◆ **EXERCISE DESCRIPTION**:
Repeat the data. Keep each line identical.

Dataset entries
##########

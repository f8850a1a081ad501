//! Lending Domain - Interest and Amortization
//!
//! This crate computes loan interest and repayment schedules for the
//! microfinance core. Two methods are supported, selected per loan product:
//!
//! - **Flat rate**: interest on the original principal for the full term,
//!   with the installment rounded up so the term always covers the total.
//! - **Reducing balance (EMI)**: a constant installment whose
//!   principal/interest split shifts as the balance declines, with the
//!   terminal installment corrected so the schedule amortizes exactly.
//!
//! All calculations are pure functions over [`core_kernel::Money`] and are
//! safe to call concurrently.
//!
//! # Example
//!
//! ```rust,ignore
//! use domain_lending::{calculate_flat_interest, RepaymentFrequency};
//!
//! let terms = calculate_flat_interest(principal, monthly_rate, months, RepaymentFrequency::Monthly)?;
//! println!("installment: {}", terms.installment);
//! ```

pub mod error;
pub mod frequency;
pub mod interest;
pub mod schedule;

pub use error::LendingError;
pub use frequency::RepaymentFrequency;
pub use interest::{
    calculate_emi, calculate_flat_interest, calculate_reducing_balance_interest,
    FlatInterestTerms, InterestMethod, ReducingBalanceTerms,
};
pub use schedule::{add_months, generate_amortization_schedule, AmortizationEntry};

##########

◆ **ANSWER TO THE EXERCISE**:
repository f8850a1a081ad501
//! Lending Domain - Interest and Amortization
//!
//! This crate computes loan interest and repayment schedules for the
//! microfinance core. Two methods are supported, selected per loan product:
//!
//! - **Flat rate**: interest on the original principal for the full term,
//!   with the installment rounded up so the term always covers the total.
//! - **Reducing balance (EMI)**: a constant installment whose
//!   principal/interest split shifts as the balance declines, with the
//!   terminal installment corrected so the schedule amortizes exactly.
//!
//! All calculations are pure functions over [`core_kernel::Money`] and are
//! safe to call concurrently.
//!
//! # Example
//!
//! ```rust,ignore
//! use domain_lending::{calculate_flat_interest, RepaymentFrequency};
//!
//! let terms = calculate_flat_interest(principal, monthly_rate, months, RepaymentFrequency::Monthly)?;
//! println!("installment: {}", terms.installment);
//! ```

pub mod error;
pub mod frequency;
pub mod interest;
pub mod schedule;

pub use error::LendingError;
pub use frequency::RepaymentFrequency;
pub use interest::{
    calculate_emi, calculate_flat_interest, calculate_reducing_balance_interest,
    FlatInterestTerms, InterestMethod, ReducingBalanceTerms,
};
pub use schedule::{add_months, generate_amortization_schedule, AmortizationEntry};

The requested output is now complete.